Two things come to mind:

  1. You can use just the Jayrock's JSON infrastructure for manipulating JSON data and text without all the JSON-RPC fuss. Just use the stand-alone Jayrock.Json assembly.
  2. In addition to the above, you can use Jayrock to expose light-weight services with procedures from within your ASP.NET application. You can then invoke the procedures on those services over HTTP using JSON-RPC as the protocol. A typical use case would be some JavaScript code embedded inside a web page calling back into your services on the web server.

So wait, is Jayrock yet another Ajax framework?

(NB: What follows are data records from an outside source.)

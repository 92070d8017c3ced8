//! FeedQL
//!
//! Validates, canonicalizes and compiles FeedQL read-time filters into the
//! operator tree consumed by the log database's query engine.
//!
//! - QL0: one flat filter, author + type + privacy class
//! - QL1: `and`/`or` trees of `author` and `type` predicates

pub mod compiler;
pub mod config;
pub mod error;
pub mod input;
pub mod ql0;
pub mod ql1;

// Re-exports
pub use compiler::{Collaborators, ParsedQuery, QueryCompiler, Tier};
pub use config::{CompileOptions, CompilerConfig, ConfigError, FeedIdCheck};
pub use error::{QueryError, Result};
pub use input::QueryInput;
pub use feedql_core::OperatorNode;
pub use ql0::{Ql0, Ql0Query};
pub use ql1::{Ql1, Ql1Query};
//! Feed identity format checks
//!
//! A feed id names the author of a log, e.g.
//! `@FCX/tsDLpubCPKKfIrw4gc+SQkHcaD17s7GI6i/ziWY=.ed25519`. The compilers only
//! need a yes/no answer on the format, so the check sits behind
//! [`FeedIdValidator`] and can be swapped by the caller.

use regex::Regex;
use std::sync::LazyLock;

/// `@` sigil, 32-byte key in canonical base64, then the signature algorithm
/// suffix. The last key character carries 2 padding bits that must be zero.
static SSB_FEED_ID: LazyLock<Regex> = LazyLock::new(|| {
    Regex::new(r"^@[A-Za-z0-9/+]{42}[AEIMQUYcgkosw048]=\.(?:ed25519|sha256)$")
        .expect("feed id pattern is valid")
});

/// Feed-id format predicate
pub trait FeedIdValidator: Send + Sync {
    fn is_valid_feed_id(&self, value: &str) -> bool;
}

impl<F> FeedIdValidator for F
where
    F: Fn(&str) -> bool + Send + Sync,
{
    fn is_valid_feed_id(&self, value: &str) -> bool {
        self(value)
    }
}

/// Strict SSB feed reference check
#[derive(Debug, Clone, Copy, Default)]
pub struct SsbFeedIdValidator;

impl FeedIdValidator for SsbFeedIdValidator {
    fn is_valid_feed_id(&self, value: &str) -> bool {
        SSB_FEED_ID.is_match(value)
    }
}

/// Accepts anything carrying the `@` feed sigil followed by a key
#[derive(Debug, Clone, Copy, Default)]
pub struct SigilFeedIdValidator;

impl FeedIdValidator for SigilFeedIdValidator {
    fn is_valid_feed_id(&self, value: &str) -> bool {
        value.len() > 1 && value.starts_with('@')
    }
}
//! QL0 - flat author/type/privacy queries
//!
//! Wire form: `{"author":"<feed-id>","type":"<string>"|null,"private":<bool>}`.
//! Exactly those three keys; a private query never names a type. The
//! canonical text form keeps that key order regardless of how the query was
//! built, so it can serve as a cache or dedup key.

use crate::compiler::Collaborators;
use crate::config::CompileOptions;
use crate::error::{QueryError, Result};
use crate::input::{self, QueryInput};
use feedql_core::{IrBuilder, OperatorBuilder, OperatorNode};
use serde::{Deserialize, Serialize};
use serde_json::{Map, Value};
use std::fmt;
use tracing::debug;

const TIER: &str = "QL0";

/// Fields of a QL0 record, in canonical order
pub const EXPECTED_FIELDS: [&str; 3] = ["author", "type", "private"];

/// Fields of the pre-`private` QL0 record
pub const LEGACY_FIELDS: [&str; 2] = ["author", "type"];

/// A validated QL0 query
#[derive(Debug, Clone, PartialEq, Eq, Hash, Serialize, Deserialize)]
pub struct Ql0Query {
    /// Feed id of the author
    pub author: String,
    /// Message type; always `None` for private queries
    #[serde(rename = "type")]
    pub kind: Option<String>,
    /// Encrypted messages instead of plaintext ones
    pub private: bool,
}

impl Ql0Query {
    pub fn public(author: impl Into<String>, kind: impl Into<String>) -> Self {
        Self {
            author: author.into(),
            kind: Some(kind.into()),
            private: false,
        }
    }

    pub fn private(author: impl Into<String>) -> Self {
        Self {
            author: author.into(),
            kind: None,
            private: true,
        }
    }

    /// Structured form of the query
    pub fn to_value(&self) -> Value {
        let mut map = Map::new();
        map.insert("author".to_string(), Value::from(self.author.as_str()));
        map.insert(
            "type".to_string(),
            self.kind.as_deref().map_or(Value::Null, Value::from),
        );
        map.insert("private".to_string(), Value::Bool(self.private));
        Value::Object(map)
    }
}

/// Canonical text form: `author`, `type`, `private`, in that order
impl fmt::Display for Ql0Query {
    fn fmt(&self, f: &mut fmt::Formatter<'_>) -> fmt::Result {
        let kind = self.kind.as_deref().map_or(Value::Null, Value::from);
        write!(
            f,
            "{{\"author\":{},\"type\":{},\"private\":{}}}",
            Value::from(self.author.as_str()),
            kind,
            self.private
        )
    }
}

/// QL0 tier entry points
#[derive(Clone)]
pub struct Ql0 {
    collaborators: Collaborators,
}

impl Ql0 {
    pub fn new(collaborators: Collaborators) -> Self {
        Self { collaborators }
    }

    /// Validate a query, reporting the first violated rule
    pub fn validate<'q>(&self, query: impl Into<QueryInput<'q>>) -> Result<()> {
        self.check(query.into().as_value()).map(|_| ())
    }

    /// Best-effort parse; failures are reported to the diagnostic sink
    pub fn parse<'q>(&self, query: impl Into<QueryInput<'q>>) -> Option<Ql0Query> {
        let query = query.into();
        let query = query.as_value();
        if !input::is_truthy(query) {
            return None;
        }
        match self.check(query) {
            Ok(parsed) => Some(parsed),
            Err(e) => {
                self.collaborators.diagnostics.parse_failed(
                    TIER,
                    &input::render(query),
                    &e.to_string(),
                );
                None
            }
        }
    }

    /// Compile to the operator tree with shared indexes only
    pub fn compile<'q>(&self, query: impl Into<QueryInput<'q>>) -> Result<OperatorNode> {
        self.compile_with_options(query, CompileOptions::default())
    }

    pub fn compile_with_options<'q>(
        &self,
        query: impl Into<QueryInput<'q>>,
        options: CompileOptions,
    ) -> Result<OperatorNode> {
        self.compile_with(query, options, &IrBuilder)
    }

    /// Compile against an engine's own node constructors
    pub fn compile_with<'q, B: OperatorBuilder>(
        &self,
        query: impl Into<QueryInput<'q>>,
        options: CompileOptions,
        builder: &B,
    ) -> Result<B::Node> {
        let parsed = self.check(query.into().as_value())?;
        let dedicated = options.dedicated;
        debug!(author = %parsed.author, private = parsed.private, dedicated, "Compiling QL0 query");

        let author = builder.author(&parsed.author, dedicated);
        if parsed.private {
            Ok(builder.and(vec![author, builder.is_private()]))
        } else {
            Ok(builder.and(vec![
                author,
                builder.message_type(parsed.kind.as_deref(), dedicated),
                builder.is_public(),
            ]))
        }
    }

    /// Canonical text form of a valid query
    pub fn stringify<'q>(&self, query: impl Into<QueryInput<'q>>) -> Result<String> {
        Ok(self.check(query.into().as_value())?.to_string())
    }

    /// Structural equality of two best-effort parsed queries.
    ///
    /// False whenever either side fails to parse, including when both do.
    pub fn is_equals<'a, 'b>(
        &self,
        q1: impl Into<QueryInput<'a>>,
        q2: impl Into<QueryInput<'b>>,
    ) -> bool {
        match (self.parse(q1), self.parse(q2)) {
            (Some(a), Some(b)) => a == b,
            _ => false,
        }
    }

    /// Upgrade a legacy `{"author","type"}` record to the current shape.
    ///
    /// Legacy queries predate private messages, so they always select public
    /// messages of a non-null type.
    pub fn migrate_legacy<'q>(&self, query: impl Into<QueryInput<'q>>) -> Result<Ql0Query> {
        let query = query.into();
        let obj = input::decode(query.as_value())?;
        if obj.len() > LEGACY_FIELDS.len() {
            return Err(QueryError::TooManyFields {
                expected: LEGACY_FIELDS.len(),
                found: obj.len(),
            });
        }
        let author = string_field(&obj, "author")?;
        let kind = string_field(&obj, "type")?;
        self.check_feed_id(author)?;
        Ok(Ql0Query::public(author, kind))
    }

    fn check(&self, query: &Value) -> Result<Ql0Query> {
        let obj = input::decode(query)?;
        if obj.len() > EXPECTED_FIELDS.len() {
            return Err(QueryError::TooManyFields {
                expected: EXPECTED_FIELDS.len(),
                found: obj.len(),
            });
        }

        let author = string_field(&obj, "author")?;
        let kind = match obj.get("type") {
            None => return Err(QueryError::missing("type")),
            Some(Value::Null) => None,
            Some(Value::String(s)) => Some(s.as_str()),
            Some(_) => return Err(QueryError::wrong_type("type", "a string or null")),
        };
        let private = match obj.get("private") {
            None => return Err(QueryError::missing("private")),
            Some(Value::Bool(b)) => *b,
            Some(_) => return Err(QueryError::wrong_type("private", "a boolean")),
        };

        if private && kind.is_some() {
            return Err(QueryError::invariant(
                "if \"private\" is true, then \"type\" must be null",
            ));
        }
        self.check_feed_id(author)?;

        Ok(Ql0Query {
            author: author.to_string(),
            kind: kind.map(str::to_string),
            private,
        })
    }

    fn check_feed_id(&self, author: &str) -> Result<()> {
        if self.collaborators.feed_ids.is_valid_feed_id(author) {
            Ok(())
        } else {
            Err(QueryError::InvalidFeedId {
                feed_id: author.to_string(),
            })
        }
    }
}

fn string_field<'a>(obj: &'a Map<String, Value>, field: &'static str) -> Result<&'a str> {
    match obj.get(field) {
        None => Err(QueryError::missing(field)),
        Some(Value::String(s)) => Ok(s),
        Some(_) => Err(QueryError::wrong_type(field, "a string")),
    }
}
//! Query input decoding shared by both tiers
//!
//! Queries arrive either as JSON text (a `Value::String`) or already
//! structured (a `Value::Object`). Both tiers run the same first step:
//! reject falsy input, decode text, and insist on an object.

use crate::error::{QueryError, Result};
use serde_json::{Map, Value};
use std::borrow::Cow;

/// A query as handed to a tier entry point.
///
/// Text converts to a JSON string value and is decoded on use; structured
/// values are borrowed or owned as given.
#[derive(Debug, Clone, PartialEq)]
pub struct QueryInput<'a>(Cow<'a, Value>);

impl QueryInput<'_> {
    pub fn as_value(&self) -> &Value {
        &self.0
    }

    pub fn into_value(self) -> Value {
        self.0.into_owned()
    }
}

impl<'a> From<&'a str> for QueryInput<'a> {
    fn from(text: &'a str) -> Self {
        QueryInput(Cow::Owned(Value::from(text)))
    }
}

impl From<String> for QueryInput<'_> {
    fn from(text: String) -> Self {
        QueryInput(Cow::Owned(Value::String(text)))
    }
}

impl From<Value> for QueryInput<'_> {
    fn from(value: Value) -> Self {
        QueryInput(Cow::Owned(value))
    }
}

impl<'a> From<&'a Value> for QueryInput<'a> {
    fn from(value: &'a Value) -> Self {
        QueryInput(Cow::Borrowed(value))
    }
}

/// Whether a value counts as present (JSON truthiness)
pub fn is_truthy(value: &Value) -> bool {
    match value {
        Value::Null => false,
        Value::Bool(b) => *b,
        Value::Number(n) => n.as_f64().is_some_and(|f| f != 0.0),
        Value::String(s) => !s.is_empty(),
        Value::Array(_) | Value::Object(_) => true,
    }
}

/// Decode a query input into its record form
pub fn decode(query: &Value) -> Result<Cow<'_, Map<String, Value>>> {
    if !is_truthy(query) {
        return Err(QueryError::NotTruthy {
            value: query.to_string(),
        });
    }

    match query {
        Value::String(text) => {
            let decoded: Value =
                serde_json::from_str(text).map_err(|e| QueryError::MalformedJson {
                    message: e.to_string(),
                })?;
            match decoded {
                Value::Object(map) => Ok(Cow::Owned(map)),
                other => Err(QueryError::InvalidShapeKind {
                    found: format!("JSON {}", kind_name(&other)),
                }),
            }
        }
        Value::Object(map) => Ok(Cow::Borrowed(map)),
        other => Err(QueryError::InvalidShapeKind {
            found: kind_name(other).to_string(),
        }),
    }
}

/// Render a query input for diagnostics
pub fn render(query: &Value) -> String {
    match query {
        Value::String(text) => text.clone(),
        other => other.to_string(),
    }
}

fn kind_name(value: &Value) -> &'static str {
    match value {
        Value::Null => "null",
        Value::Bool(_) => "boolean",
        Value::Number(_) => "number",
        Value::String(_) => "string",
        Value::Array(_) => "array",
        Value::Object(_) => "object",
    }
}

#[cfg(test)]
mod tests {
    use super::*;
    use serde_json::json;

    #[test]
    fn test_truthiness() {
        assert!(!is_truthy(&json!(null)));
        assert!(!is_truthy(&json!(false)));
        assert!(!is_truthy(&json!(0)));
        assert!(!is_truthy(&json!(0.0)));
        assert!(!is_truthy(&json!("")));
        assert!(is_truthy(&json!(3)));
        assert!(is_truthy(&json!([])));
        assert!(is_truthy(&json!({})));
    }

    #[test]
    fn test_decode_object_is_borrowed() {
        let query = json!({"op": "type", "string": "vote"});
        let decoded = decode(&query).unwrap();
        assert!(matches!(decoded, Cow::Borrowed(_)));
        assert_eq!(decoded.get("op"), Some(&json!("type")));
    }

    #[test]
    fn test_decode_string() {
        let query = Value::from(r#"{"op":"type","string":"vote"}"#);
        let decoded = decode(&query).unwrap();
        assert_eq!(decoded.get("string"), Some(&json!("vote")));
    }

    #[test]
    fn test_decode_rejections() {
        assert!(matches!(
            decode(&json!(null)),
            Err(QueryError::NotTruthy { .. })
        ));
        assert!(matches!(
            decode(&json!(3)),
            Err(QueryError::InvalidShapeKind { .. })
        ));
        assert!(matches!(
            decode(&json!(["author"])),
            Err(QueryError::InvalidShapeKind { .. })
        ));
        assert!(matches!(
            decode(&Value::from("completenonsense")),
            Err(QueryError::MalformedJson { .. })
        ));
        assert!(matches!(
            decode(&Value::from("[1, 2]")),
            Err(QueryError::InvalidShapeKind { .. })
        ));
    }

    #[test]
    fn test_query_input_conversions() {
        let text = QueryInput::from(r#"{"op":"type","string":"vote"}"#);
        assert_eq!(text.as_value(), &Value::from(r#"{"op":"type","string":"vote"}"#));
        assert_eq!(
            decode(text.as_value()).unwrap().get("string"),
            Some(&json!("vote"))
        );

        let owned = QueryInput::from(String::from("{}"));
        assert_eq!(owned.into_value(), Value::from("{}"));

        let value = json!({"op": "and", "args": []});
        let borrowed = QueryInput::from(&value);
        assert!(matches!(borrowed.0, Cow::Borrowed(_)));
        assert_eq!(QueryInput::from(value.clone()), borrowed);
    }

    #[test]
    fn test_render() {
        assert_eq!(render(&Value::from("{\"a\":1}")), "{\"a\":1}");
        assert_eq!(render(&json!({"a": 1})), "{\"a\":1}");
    }
}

That depends on what fits your bill for or definition and expectation of an Ajax framework. While you can certainly use Jayrock to write rich and interactive web page enabled by the Ajax style of development, you'll be a more enlightened soul to believe that it has a wider applicability. You can build light-weight services in ASP.NET and then deploy them on your web server, but beyond that, any client with HTTP capability, be that scripts or console applications, can benefit from Jayrock by remotely invoking procedures of your services. If you have a JSON-RPC client library for your language, environment or platform then all the better. If not, Jayrock comes with one for JavaScript to get you started off the ground in Microsoft Internet Explorer, FireFox and even WSH (Windows Script Host). Given a service, Jayrock can dynamically provide a JavaScript proxy that implements the JSON-RPC protocol to call back into your service (synchronously and asynchronously). Jayrock, however, does not provide any client-side whiz-bang widgets or controls that you may have come to generally expect from other and more ambitious Ajax frameworks. For that, you are recommended to shop around elsewhere, like Dojo toolkit, Microsoft ASP.NET AJAX, Yahoo! UI Library or many others.

Which versions of the Microsoft .NET Framework are supported?

Jayrock is compiled and delivered for Microsoft .NET Framework 1.x, 2.0 and 4.0. Just toss the corresponding assemblies at your application and you are good to go.

What is JSON?

JSON stands for JavaScript Object Notation. It is a simple, human-readable, text-based and portable data format that is ideal for representing and exchanging application data. It has only 5 data types (Boolean, Number, String, Object and Array) that are commonly used across a wide number of applications and programming languages. For more information, see RFC 4627.

What is JSON-RPC?

JSON-RPC is a light-weight remote procedure call protocol that relies on JSON for the wire format. All it does is provide a simple way to express a call frame as a JSON Object and the result or an error resulting from the invocation as another JSON Object. For details, see the JSON-RPC specification.